Saved entries:
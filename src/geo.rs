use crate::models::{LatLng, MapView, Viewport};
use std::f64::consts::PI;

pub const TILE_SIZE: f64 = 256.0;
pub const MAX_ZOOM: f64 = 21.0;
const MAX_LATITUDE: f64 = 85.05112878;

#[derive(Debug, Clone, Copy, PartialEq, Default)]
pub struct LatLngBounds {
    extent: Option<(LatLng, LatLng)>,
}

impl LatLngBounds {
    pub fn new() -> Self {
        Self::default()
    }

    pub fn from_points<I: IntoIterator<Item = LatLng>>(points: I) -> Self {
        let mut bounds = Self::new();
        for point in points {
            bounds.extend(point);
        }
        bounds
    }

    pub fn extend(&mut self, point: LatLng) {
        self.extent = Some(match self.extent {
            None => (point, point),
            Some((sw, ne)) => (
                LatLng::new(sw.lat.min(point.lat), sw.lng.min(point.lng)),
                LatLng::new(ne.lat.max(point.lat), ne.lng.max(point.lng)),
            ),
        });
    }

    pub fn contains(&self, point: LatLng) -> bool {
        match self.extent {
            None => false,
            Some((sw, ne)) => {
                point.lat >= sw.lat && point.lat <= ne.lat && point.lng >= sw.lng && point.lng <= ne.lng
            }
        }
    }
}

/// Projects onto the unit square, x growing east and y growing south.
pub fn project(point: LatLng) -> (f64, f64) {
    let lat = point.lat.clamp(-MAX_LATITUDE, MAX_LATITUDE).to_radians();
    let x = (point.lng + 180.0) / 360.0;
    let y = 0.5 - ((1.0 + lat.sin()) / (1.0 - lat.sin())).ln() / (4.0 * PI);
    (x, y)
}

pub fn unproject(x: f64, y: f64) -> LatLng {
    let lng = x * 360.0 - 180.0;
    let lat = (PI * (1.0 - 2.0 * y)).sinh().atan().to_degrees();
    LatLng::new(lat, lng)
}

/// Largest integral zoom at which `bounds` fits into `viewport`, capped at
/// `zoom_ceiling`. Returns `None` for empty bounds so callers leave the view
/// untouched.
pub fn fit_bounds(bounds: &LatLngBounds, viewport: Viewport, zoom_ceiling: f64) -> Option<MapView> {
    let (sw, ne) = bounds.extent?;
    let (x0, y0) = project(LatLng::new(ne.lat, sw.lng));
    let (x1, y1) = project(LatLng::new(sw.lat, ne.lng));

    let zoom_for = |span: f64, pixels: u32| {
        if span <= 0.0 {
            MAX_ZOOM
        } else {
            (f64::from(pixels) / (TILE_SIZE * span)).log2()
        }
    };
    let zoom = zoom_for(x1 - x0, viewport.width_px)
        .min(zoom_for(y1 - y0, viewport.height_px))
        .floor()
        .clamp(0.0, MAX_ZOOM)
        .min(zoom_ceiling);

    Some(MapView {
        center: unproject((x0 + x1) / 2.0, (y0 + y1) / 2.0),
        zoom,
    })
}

WORK ITEM:
What lines in the records above include the string "extend"? Copy each one.

FINAL ANSWER:
            bounds.extend(point);
    pub fn extend(&mut self, point: LatLng) {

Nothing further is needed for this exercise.